For the second time in four years, Liverpool and Everton had both made it to the FA Cup final, but with tragedy at Hillsborough just five weeks in the past there were serious doubts as to whether the game should go ahead. The fans, though, made it clear to the club they wanted to go. And so Liverpool went, combining with their local rivals to put on one of the most dramatic FA Cup finals in history. Six days later they would lose the league title to Arsenal on goal differential, but that was for the future—all that really mattered that afternoon at Wembley was the game's ability to distract, to entertain, and to provide a sense of community and fellowship at a difficult time for those in attendance, no matter their allegiance.
Riding the emotion the match kicked off on, Liverpool came out firing, and when John Aldridge broke clear on goal inside four minutes and finished into the top corner the side in red looked unstoppable. Soon, though, the tension began to grow, and with Liverpool unable to find a second Everton began their hunt for an equalising goal. However, despite Everton's best efforts, as the match wore along it seemed more and more likely Aldridge's early goal would be just enough for Liverpool to carry the day. Then, with the final kick of regulation, Everton's Stuart McCall found the back of the net on a mad scramble in front of Bruce Grobbelaar, sending the game to extra time.

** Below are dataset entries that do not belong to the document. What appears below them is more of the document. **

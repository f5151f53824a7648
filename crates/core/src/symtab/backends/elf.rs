use std::fs;
use std::io;
use std::path::Path;

use goblin::elf::{sym, Elf};
use log::debug;

use crate::symtab::{SymbolEntry, SymbolKind, SymbolScope, SymbolTableBackend, SymtabError};

/// Reads `.symtab` directly with goblin; no external tools required.
pub struct ElfBackend;

impl SymbolTableBackend for ElfBackend {
    fn read(&self, binary: &Path) -> Result<Vec<SymbolEntry>, SymtabError> {
        let bytes = fs::read(binary).map_err(|source| match source.kind() {
            io::ErrorKind::NotFound => SymtabError::MissingBinary(binary.to_path_buf()),
            _ => SymtabError::Read { path: binary.to_path_buf(), source },
        })?;
        let elf = Elf::parse(&bytes).map_err(|e| {
            SymtabError::Backend(format!("failed to parse ELF {}: {e}", binary.display()))
        })?;
        let entries = elf_symbol_entries(&elf);
        debug!("elf: {} symbol rows from {}", entries.len(), binary.display());
        Ok(entries)
    }

    fn name(&self) -> &'static str {
        "elf"
    }
}

fn elf_symbol_entries(elf: &Elf) -> Vec<SymbolEntry> {
    let mut entries = Vec::with_capacity(elf.syms.len());
    for s in elf.syms.iter() {
        let name = elf.strtab.get_at(s.st_name).unwrap_or("");
        if name.is_empty() {
            continue;
        }
        let kind = match s.st_type() {
            sym::STT_FILE => SymbolKind::File,
            sym::STT_FUNC => SymbolKind::Func,
            _ => SymbolKind::Other,
        };
        let scope =
            if s.st_bind() == sym::STB_LOCAL { SymbolScope::Local } else { SymbolScope::Global };
        entries.push(SymbolEntry { kind, scope, name: name.to_string() });
    }
    entries
}
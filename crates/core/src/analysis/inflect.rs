use std::collections::{BTreeMap, BTreeSet};

use log::debug;
use serde::Serialize;

use crate::model::{CallEdge, Symbol};

/// Callers that never make a callee boundary-crossing, besides the insiders
/// themselves.
#[derive(Debug, Clone, Copy)]
pub struct Boundary<'a> {
    pub interface: &'a BTreeSet<Symbol>,
    pub fn_ptrs: &'a BTreeSet<Symbol>,
    pub init: &'a BTreeSet<Symbol>,
}

impl Boundary<'_> {
    pub fn protects(&self, symbol: &Symbol) -> bool {
        self.interface.contains(symbol)
            || self.fn_ptrs.contains(symbol)
            || self.init.contains(symbol)
    }
}

/// Why a tentative insider was evicted.
#[derive(Debug, Clone, PartialEq, Eq, Serialize)]
pub struct Eviction {
    /// External caller that reached it (first in edge order).
    pub caller: Symbol,
    /// 1-based pass in which it was evicted.
    pub pass: u32,
}

#[derive(Debug, Clone, Default, PartialEq, Eq)]
pub struct Inflection {
    pub insiders: BTreeSet<Symbol>,
    pub evictions: BTreeMap<Symbol, Eviction>,
    /// Passes run, including the final one that changed nothing.
    pub passes: u32,
}

/// Shrink `initial` to the largest subset never called from outside
/// the insiders and the boundary.
///
/// Each pass marks every insider called by an unprotected non-insider and
/// removes the marks in one batch; the loop ends on the first pass that marks
/// nothing. The set only shrinks, so this takes at most `|initial| + 1` passes.
pub fn inflect(
    initial: &BTreeSet<Symbol>,
    edges: &[CallEdge],
    boundary: Boundary<'_>,
) -> Inflection {
    let mut insiders = initial.clone();
    let mut evictions = BTreeMap::new();
    let mut passes = 0;

    loop {
        passes += 1;
        let mut marked: BTreeMap<&Symbol, &Symbol> = BTreeMap::new();
        for edge in edges {
            if insiders.contains(&edge.to)
                && !insiders.contains(&edge.from)
                && !boundary.protects(&edge.from)
            {
                marked.entry(&edge.to).or_insert(&edge.from);
            }
        }
        if marked.is_empty() {
            break;
        }
        debug!("inflection pass {passes}: evicting {} insiders", marked.len());
        for (callee, caller) in marked {
            insiders.remove(callee);
            evictions.insert(callee.clone(), Eviction { caller: caller.clone(), pass: passes });
        }
    }

    Inflection { insiders, evictions, passes }
}
//! Shared on-disk fixture: a tiny scheduler tree with metadata records, a
//! boundary config, a stand-in `vmlinux` and a captured `readelf` listing.
#![allow(dead_code)]

use std::fs;
use std::path::{Path, PathBuf};
use std::sync::OnceLock;

pub const CORE: &str = "kernel/sched/core.c";

const CONFIG: &str = "mod_files:
  - kernel/sched/core.c
  - kernel/sched/sched.h
function:
livepatch:
  name: sched_boundary
";

const CORE_RECORD: &str = r#"{
  "fn": [
    {"name": "schedule", "file": "kernel/sched/core.c", "public": true},
    {"name": "__schedule", "file": "kernel/sched/core.c"},
    {"name": "wake_up_new_task", "file": "kernel/sched/core.c", "public": true},
    {"name": "activate", "file": "kernel/sched/core.c"},
    {"name": "task_tick", "file": "kernel/sched/core.c", "public": true}
  ],
  "interface": [["schedule", "kernel/sched/core.c"]],
  "fn_ptr": [["task_tick", "?"]],
  "edge": [
    {"from": ["schedule", "kernel/sched/core.c"], "to": ["__schedule", "kernel/sched/core.c"]},
    {"from": ["wake_up_new_task", "kernel/sched/core.c"], "to": ["activate", "kernel/sched/core.c"]}
  ]
}"#;

const FORK_RECORD: &str = r#"{
  "fn": [{"name": "copy_process", "file": "kernel/fork.c", "public": true}],
  "edge": [{"from": ["copy_process", "kernel/fork.c"], "to": ["wake_up_new_task", "?"]}]
}"#;

pub const LISTING: &str = "
Symbol table '.symtab' contains 8 entries:
   Num:    Value          Size Type    Bind   Vis      Ndx Name
     1: 0000000000000000     0 FILE    LOCAL  DEFAULT  ABS fork.c
     2: ffffffff81000000    64 FUNC    GLOBAL DEFAULT    1 copy_process
     3: 0000000000000000     0 FILE    LOCAL  DEFAULT  ABS core.c
     4: ffffffff81000100   128 FUNC    GLOBAL DEFAULT    1 schedule
     5: ffffffff81000180    64 FUNC    LOCAL  DEFAULT    1 __schedule.isra.0
     6: ffffffff810001c0    64 FUNC    GLOBAL DEFAULT    1 wake_up_new_task
     7: ffffffff81000200    64 FUNC    GLOBAL DEFAULT    1 task_tick
";

/// Populate `root` with config, metadata and `vmlinux`; returns the listing path.
pub fn write_tree(root: &Path) -> PathBuf {
    fs::write(root.join("sched_boundary.yaml"), CONFIG).unwrap();
    fs::create_dir_all(root.join("kernel/sched")).unwrap();
    fs::write(root.join("kernel/sched/core.o.sched_boundary"), CORE_RECORD).unwrap();
    fs::write(root.join("kernel/fork.o.sched_boundary"), FORK_RECORD).unwrap();
    fs::write(root.join("vmlinux"), b"\x7fELF").unwrap();
    let listing = root.join("vmlinux.syms");
    fs::write(&listing, LISTING).unwrap();
    listing
}

/// Point the readelf backend at a captured listing for in-process command calls.
///
/// Every caller shares the same listing, so the variable is set once.
pub fn use_fake_readelf() {
    static LISTING_PATH: OnceLock<PathBuf> = OnceLock::new();
    LISTING_PATH.get_or_init(|| {
        let path = Path::new(env!("CARGO_TARGET_TMPDIR")).join("sched_boundary_fixture.syms");
        fs::write(&path, LISTING).unwrap();
        std::env::set_var("SB_READELF_FAKE_OUTPUT", &path);
        path
    });
}
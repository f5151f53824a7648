use std::fs;
use std::path::{Path, PathBuf};
use std::process::Command;

use log::debug;

use crate::symtab::{SymbolEntry, SymbolKind, SymbolScope, SymbolTableBackend, SymtabError};

/// Shells out to `readelf --syms --wide` and parses its listing.
pub struct ReadelfBackend;

impl SymbolTableBackend for ReadelfBackend {
    fn read(&self, binary: &Path) -> Result<Vec<SymbolEntry>, SymtabError> {
        if !binary.is_file() {
            return Err(SymtabError::MissingBinary(binary.to_path_buf()));
        }

        // Allow tests to feed a captured listing so readelf need not be installed.
        let listing = if let Some(fake) = std::env::var_os("SB_READELF_FAKE_OUTPUT") {
            fs::read_to_string(&fake).map_err(|e| {
                SymtabError::Backend(format!("failed to read SB_READELF_FAKE_OUTPUT: {e}"))
            })?
        } else {
            run_readelf(&resolve_readelf_path(), binary)?
        };

        let entries = parse_readelf_symbols(&listing);
        debug!("readelf: {} symbol rows from {}", entries.len(), binary.display());
        Ok(entries)
    }

    fn name(&self) -> &'static str {
        "readelf"
    }
}

fn resolve_readelf_path() -> PathBuf {
    std::env::var_os("READELF_BIN").map(PathBuf::from).unwrap_or_else(|| PathBuf::from("readelf"))
}

fn run_readelf(readelf_bin: &Path, binary: &Path) -> Result<String, SymtabError> {
    let output = Command::new(readelf_bin)
        .args(["--syms", "--wide"])
        .arg(binary)
        .output()
        .map_err(|e| SymtabError::Backend(format!("failed to spawn readelf: {e}")))?;
    if !output.status.success() {
        return Err(SymtabError::Backend(format!("readelf exited with {}", output.status)));
    }
    Ok(String::from_utf8_lossy(&output.stdout).to_string())
}

/// Parse a `readelf --syms --wide` listing.
///
/// Symbol rows have exactly eight columns
/// (`Num: Value Size Type Bind Vis Ndx Name`); anything else, including
/// banners and unnamed rows, is skipped. The column header itself parses as an
/// `Other` row and is ignored downstream.
pub fn parse_readelf_symbols(listing: &str) -> Vec<SymbolEntry> {
    listing
        .lines()
        .filter_map(|line| {
            let fields: Vec<&str> = line.split_whitespace().collect();
            if fields.len() != 8 {
                return None;
            }
            let kind = match fields[3] {
                "FILE" => SymbolKind::File,
                "FUNC" => SymbolKind::Func,
                _ => SymbolKind::Other,
            };
            let scope = if fields[4] == "LOCAL" { SymbolScope::Local } else { SymbolScope::Global };
            Some(SymbolEntry { kind, scope, name: fields[7].to_string() })
        })
        .collect()
}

Early in the added period, Ian Rush would score one of Liverpool's iconic goals, taking an early cross on his chest in the penalty area and swivelling to hit it into the roof of the net on the half-volley. It wasn't enough to win Liverpool the match: In the 102nd minute McCall would get his second of the night for Everton. But a mere two minutes later, Rush would score his second, and this time Liverpool would hold on to their lead to capture a fourth FA Cup.